Pakistan President Gen. Pervez Musharraf met for an hour with Indian Prime Minister Atal Bihari Vajpayee as midnight approached in one final attempt to salvage the three-day summit.

After a "stalemate" in talks, Musharraf and his delegation left for the airport in Agra, Pakistani Information Secretary Anwar Mahmood said.

"We have reached no agreement," he said. "It was just a farewell call and now we are going to the airport."

Pakistani officials said talks had broken down over the final wording of a joint declaration following the first summit between the two nuclear-armed rivals in over two years.

Another Pakistani official close to the delegation accused the Indians of backtracking on earlier agreements.

Vajpayee is, however, due to visit Pakistan for a return summit later this year.

Before beginning his second day of formal talks with Vajpayee, Musharraf, 57, surprised journalists with a long statement on Kashmir and dreams of better ties with his longtime South Asian foe.

"The public should be told that the main issue between Pakistan and India is Kashmir," Musharraf told a select group of senior editors from the Indian media. "I have never said that I would not talk on other issues. All I have said is that Kashmir is the main issue … and I will carry on saying it because this is what we have killed each other for."

The Himalayan province, which has ignited two of three wars between India and Pakistan, is the flashpoint of more than five decades of enmity between the neighbors.

India accuses Pakistan of arming and aiding Islamic militants who have fought since 1989 for an independent Kashmir or merger with Muslim Pakistan. Islamabad says it gives only moral support. As many as 60,000 people have died.

"We are not encouraging violence in Kashmir," Musharraf told reporters. "This is an indigenous freedom struggle going on."

After the first formal talks between the leaders on Sunday, Indian officials insisted that the wide-ranging talks were "frank and constructive."

"A number of issues were thrashed out. These included the issue of nuclear risk reduction," Sushma Swaraj, India's information minister had said Sunday. She said the two also touched on trade, cross-border terrorism and the return of Indian war prisoners.

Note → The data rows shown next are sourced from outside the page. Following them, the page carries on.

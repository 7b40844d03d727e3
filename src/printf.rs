//! C-style formatted output.
//!
//! Renders printf templates such as `"found minimum at f(%g,%g) = %0.10g\n"` with the same
//! bytes C's `vfprintf` would produce for the supported conversions. Log files written by
//! the example routines depend on this, so `%g` notation switching, exponent shape and
//! padding rules follow C exactly.
//!
//! # Example
//!
//! ```
//! use hostfuncs::printf::{format, Arg};
//!
//! let text = format("value = %5.2f, n = %2d", &[Arg::from(3.14159), Arg::from(7)]).unwrap();
//! assert_eq!(text, "value =  3.14, n =  7");
//! ```

use std::borrow::Cow;

use crate::errors::FormatError;

/// A single positional argument for [`format`].
#[derive(Debug, Clone, PartialEq)]
pub enum Arg<'a> {
    Int(i64),
    UInt(u64),
    Double(f64),
    Str(Cow<'a, str>),
    Char(char),
}

macro_rules! impl_from_int {
    ($variant:ident, $target:ty, $($t:ty),*) => {
        $(
            impl From<$t> for Arg<'_> {
                fn from(value: $t) -> Self {
                    Arg::$variant(value as $target)
                }
            }
        )*
    };
}

impl_from_int!(Int, i64, i8, i16, i32, i64, isize);
impl_from_int!(UInt, u64, u8, u16, u32, u64, usize);

impl From<f64> for Arg<'_> {
    fn from(value: f64) -> Self {
        Arg::Double(value)
    }
}

impl From<f32> for Arg<'_> {
    fn from(value: f32) -> Self {
        Arg::Double(value as f64)
    }
}

impl From<char> for Arg<'_> {
    fn from(value: char) -> Self {
        Arg::Char(value)
    }
}

impl From<bool> for Arg<'_> {
    fn from(value: bool) -> Self {
        Arg::Str(Cow::Borrowed(if value { "true" } else { "false" }))
    }
}

impl<'a> From<&'a str> for Arg<'a> {
    fn from(value: &'a str) -> Self {
        Arg::Str(Cow::Borrowed(value))
    }
}

impl<'a> From<&'a String> for Arg<'a> {
    fn from(value: &'a String) -> Self {
        Arg::Str(Cow::Borrowed(value.as_str()))
    }
}

impl From<String> for Arg<'_> {
    fn from(value: String) -> Self {
        Arg::Str(Cow::Owned(value))
    }
}

/// Parsed `%[flags][width][.precision][length]conversion` directive.
#[derive(Debug, Default, Clone, Copy)]
struct Directive {
    left: bool,
    plus: bool,
    space: bool,
    alt: bool,
    zero: bool,
    width: usize,
    precision: Option<usize>,
    conversion: char,
}

/// Walks the argument list, keeping track of positions for error messages.
struct Args<'s, 'a> {
    args: &'s [Arg<'a>],
    next: usize,
}

impl<'s, 'a> Args<'s, 'a> {
    fn take(&mut self) -> Result<(usize, &'s Arg<'a>), FormatError> {
        let index = self.next;
        let arg = self
            .args
            .get(index)
            .ok_or(FormatError::MissingArgument { index })?;
        self.next += 1;
        Ok((index, arg))
    }

    fn take_star(&mut self) -> Result<i64, FormatError> {
        match self.take()? {
            (_, Arg::Int(v)) => Ok(*v),
            (_, Arg::UInt(v)) => Ok(*v as i64),
            (index, _) => Err(FormatError::ArgumentMismatch {
                index,
                conversion: '*',
            }),
        }
    }
}

/// Renders `template` with `args` following C's `printf` rules.
///
/// Supported conversions are `d i u o x X f F e E g G s c %`. Flags, `*` width and
/// precision, and length modifiers (ignored) are accepted. Arguments left over after the
/// template is consumed are ignored, as in C.
///
/// # Errors
/// Returns a [`FormatError`] for missing or mismatched arguments, unknown conversions and
/// templates that end inside a directive.
pub fn format(template: &str, args: &[Arg<'_>]) -> Result<String, FormatError> {
    let mut out = String::with_capacity(template.len() + 16);
    let mut args = Args { args, next: 0 };
    let mut chars = template.chars().peekable();

    while let Some(c) = chars.next() {
        if c != '%' {
            out.push(c);
            continue;
        }

        let mut d = Directive::default();

        // flags
        while let Some(&f) = chars.peek() {
            match f {
                '-' => d.left = true,
                '+' => d.plus = true,
                ' ' => d.space = true,
                '#' => d.alt = true,
                '0' => d.zero = true,
                _ => break,
            }
            chars.next();
        }

        // width
        if chars.peek() == Some(&'*') {
            chars.next();
            let w = args.take_star()?;
            if w < 0 {
                d.left = true;
            }
            d.width = bounded(w.unsigned_abs())?;
        } else {
            d.width = bounded(read_number(&mut chars))?;
        }

        // precision
        if chars.peek() == Some(&'.') {
            chars.next();
            if chars.peek() == Some(&'*') {
                chars.next();
                let p = args.take_star()?;
                d.precision = if p >= 0 {
                    Some(bounded(p.unsigned_abs())?)
                } else {
                    None
                };
            } else {
                d.precision = Some(bounded(read_number(&mut chars))?);
            }
        }

        // length modifiers carry no meaning for typed arguments
        while let Some(&l) = chars.peek() {
            if matches!(l, 'h' | 'l' | 'L' | 'q' | 'j' | 'z' | 't') {
                chars.next();
            } else {
                break;
            }
        }

        d.conversion = chars.next().ok_or(FormatError::IncompleteDirective)?;
        render(&d, &mut args, &mut out)?;
    }

    Ok(out)
}

fn read_number(chars: &mut std::iter::Peekable<std::str::Chars<'_>>) -> u64 {
    let mut n = 0u64;
    while let Some(digit) = chars.peek().and_then(|c| c.to_digit(10)) {
        n = n.saturating_mul(10).saturating_add(u64::from(digit));
        chars.next();
    }
    n
}

/// Widths and precisions are capped at C's `INT_MAX`.
fn bounded(n: u64) -> Result<usize, FormatError> {
    match usize::try_from(n) {
        Ok(n) if n <= i32::MAX as usize => Ok(n),
        _ => Err(FormatError::FieldTooLarge(n)),
    }
}

fn render(d: &Directive, args: &mut Args<'_, '_>, out: &mut String) -> Result<(), FormatError> {
    let conversion = d.conversion;
    let mismatch = |index| FormatError::ArgumentMismatch { index, conversion };

    match conversion {
        '%' => out.push('%'),
        'd' | 'i' => {
            let (index, arg) = args.take()?;
            let value = match arg {
                Arg::Int(v) => *v,
                Arg::UInt(v) => *v as i64,
                Arg::Char(c) => *c as i64,
                _ => return Err(mismatch(index)),
            };
            out.push_str(&format_signed(value, d));
        }
        'u' | 'o' | 'x' | 'X' => {
            let (index, arg) = args.take()?;
            let value = match arg {
                Arg::UInt(v) => *v,
                Arg::Int(v) => *v as u64,
                Arg::Char(c) => *c as u64,
                _ => return Err(mismatch(index)),
            };
            out.push_str(&format_unsigned(value, d));
        }
        'f' | 'F' | 'e' | 'E' | 'g' | 'G' => {
            let (index, arg) = args.take()?;
            let value = match arg {
                Arg::Double(v) => *v,
                _ => return Err(mismatch(index)),
            };
            out.push_str(&format_float(value, d));
        }
        's' => {
            let (index, arg) = args.take()?;
            let text = match arg {
                Arg::Str(s) => s.as_ref(),
                _ => return Err(mismatch(index)),
            };
            let text: Cow<'_, str> = match d.precision {
                Some(p) => Cow::Owned(text.chars().take(p).collect()),
                None => Cow::Borrowed(text),
            };
            out.push_str(&pad(&text, d.width, d.left));
        }
        'c' => {
            let (index, arg) = args.take()?;
            let c = match arg {
                Arg::Char(c) => *c,
                Arg::Int(v) => char::from(*v as u8),
                Arg::UInt(v) => char::from(*v as u8),
                _ => return Err(mismatch(index)),
            };
            out.push_str(&pad(&c.to_string(), d.width, d.left));
        }
        other => return Err(FormatError::UnsupportedConversion(other)),
    }
    Ok(())
}

/// Pads with spaces to `width`, on the right when `left` is set.
fn pad(text: &str, width: usize, left: bool) -> String {
    let len = text.chars().count();
    if len >= width {
        return text.to_string();
    }
    let fill = " ".repeat(width - len);
    if left {
        format!("{text}{fill}")
    } else {
        format!("{fill}{text}")
    }
}

/// Assembles sign, prefix and digits, zero padding between prefix and digits when allowed.
fn pad_numeric(sign: &str, prefix: &str, body: &str, d: &Directive, zero_ok: bool) -> String {
    let len = sign.len() + prefix.len() + body.len();
    if len >= d.width {
        return format!("{sign}{prefix}{body}");
    }
    let fill = d.width - len;
    if d.left {
        format!("{sign}{prefix}{body}{}", " ".repeat(fill))
    } else if d.zero && zero_ok {
        format!("{sign}{prefix}{}{body}", "0".repeat(fill))
    } else {
        format!("{}{sign}{prefix}{body}", " ".repeat(fill))
    }
}

fn apply_int_precision(digits: String, precision: Option<usize>, is_zero: bool) -> String {
    match precision {
        Some(0) if is_zero => String::new(),
        Some(p) if digits.len() < p => format!("{}{digits}", "0".repeat(p - digits.len())),
        _ => digits,
    }
}

fn sign_of(negative: bool, d: &Directive) -> &'static str {
    if negative {
        "-"
    } else if d.plus {
        "+"
    } else if d.space {
        " "
    } else {
        ""
    }
}

fn format_signed(value: i64, d: &Directive) -> String {
    let magnitude = value.unsigned_abs();
    let digits = apply_int_precision(magnitude.to_string(), d.precision, magnitude == 0);
    pad_numeric(
        sign_of(value < 0, d),
        "",
        &digits,
        d,
        d.precision.is_none(),
    )
}

fn format_unsigned(value: u64, d: &Directive) -> String {
    let (digits, prefix) = match d.conversion {
        'o' => (format!("{value:o}"), ""),
        'x' => (format!("{value:x}"), if d.alt && value != 0 { "0x" } else { "" }),
        'X' => (format!("{value:X}"), if d.alt && value != 0 { "0X" } else { "" }),
        _ => (value.to_string(), ""),
    };
    let mut digits = apply_int_precision(digits, d.precision, value == 0);
    if d.conversion == 'o' && d.alt && !digits.starts_with('0') {
        digits.insert(0, '0');
    }
    pad_numeric("", prefix, &digits, d, d.precision.is_none())
}

fn format_float(value: f64, d: &Directive) -> String {
    let upper = d.conversion.is_ascii_uppercase();
    let sign = sign_of(value.is_sign_negative(), d);

    if !value.is_finite() {
        let body = match (value.is_nan(), upper) {
            (true, false) => "nan",
            (true, true) => "NAN",
            (false, false) => "inf",
            (false, true) => "INF",
        };
        return pad_numeric(sign, "", body, d, false);
    }

    let magnitude = value.abs();
    let body = match d.conversion.to_ascii_lowercase() {
        'f' => fixed(magnitude, d.precision.unwrap_or(6), d.alt),
        'e' => exponential(magnitude, d.precision.unwrap_or(6), upper, d.alt),
        _ => general(magnitude, d.precision, upper, d.alt),
    };
    pad_numeric(sign, "", &body, d, true)
}

fn fixed(magnitude: f64, precision: usize, alt: bool) -> String {
    let mut s = format!("{magnitude:.precision$}");
    if alt && precision == 0 {
        s.push('.');
    }
    s
}

/// Splits Rust's `{:e}` output into mantissa and decimal exponent.
fn rust_exponential(magnitude: f64, precision: usize) -> (String, i32) {
    let s = format!("{magnitude:.precision$e}");
    match s.split_once('e') {
        Some((mantissa, exp)) => (mantissa.to_string(), exp.parse().unwrap_or(0)),
        None => (s, 0),
    }
}

fn exponential(magnitude: f64, precision: usize, upper: bool, alt: bool) -> String {
    let (mut mantissa, exp) = rust_exponential(magnitude, precision);
    if alt && precision == 0 {
        mantissa.push('.');
    }
    join_exponent(&mantissa, exp, upper)
}

fn join_exponent(mantissa: &str, exp: i32, upper: bool) -> String {
    format!(
        "{mantissa}{}{}{:02}",
        if upper { 'E' } else { 'e' },
        if exp < 0 { '-' } else { '+' },
        exp.unsigned_abs()
    )
}

/// `%g`: fixed notation when `-4 <= X < P`, exponential otherwise, where `X` is the
/// exponent after rounding to `P` significant digits.
fn general(magnitude: f64, precision: Option<usize>, upper: bool, alt: bool) -> String {
    let p = match precision {
        Some(0) => 1,
        Some(p) => p,
        None => 6,
    };

    let exp = if magnitude == 0.0 {
        0
    } else {
        rust_exponential(magnitude, p - 1).1
    };

    if exp >= -4 && (exp as i64) < p as i64 {
        let decimals = (p as i64 - 1 - exp as i64) as usize;
        let s = fixed(magnitude, decimals, alt);
        if alt {
            s
        } else {
            strip_fraction_zeros(&s).to_string()
        }
    } else {
        let (mantissa, exp) = rust_exponential(magnitude, p - 1);
        let mantissa = if alt {
            if mantissa.contains('.') {
                mantissa
            } else {
                format!("{mantissa}.")
            }
        } else {
            strip_fraction_zeros(&mantissa).to_string()
        };
        join_exponent(&mantissa, exp, upper)
    }
}

fn strip_fraction_zeros(s: &str) -> &str {
    if s.contains('.') {
        s.trim_end_matches('0').trim_end_matches('.')
    } else {
        s
    }
}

Pakistan denies holding any Indian POWs, but the military leader told the editors he would "personally look into it."

"I've seen my soldiers and officers die, so I certainly have sympathies with any parent when they have lost their son," he said.

An Indian official on Sunday said that confidence-building measures to prevent a nuclear weapons accident and a proposed natural gas pipeline between Iran and India, via Pakistan, were also discussed by the leaders.

But Musharraf's comments Monday indicated otherwise.

I keep talking about Kashmir, and you keep talking about cross-border terrorism and confidence-building measures," Musharraf told the Indian editors. "Is a CBM possible if you are shooting across the border, killing each other?"

Even as he spoke, the violence in Kashmir continued to take its toll. Twenty-six people were killed in confrontations between soldiers and Islamic militants on Monday, taking the number of those killed during the three-day summit to 76.

Still, Musharraf appeared hopeful that the stage had been set to curb the violence and continue dialogue.

"I personally feel that at this stage, we shouldn't get bogged down in solutions," Musharraf said. "Step one was the initiation of dialogue and I would like to give all the credit to Prime Minister Vajpayee for his statesmanship."

Since Muslim Pakistan was carved out of Hindu-majority India following independence from Britain, both have claimed the entire Jammu-Kashmir region. A cease-fire line from the 1971 war divides it between them, with two-thirds in India and the remainder under Pakistan's control.

When India and Pakistan conducted underground nuclear tests in 1998, they provoked worldwide condemnation and U.S. sanctions. Both impoverished nations are eager to show they are improving security in the region to get the sanctions lifted.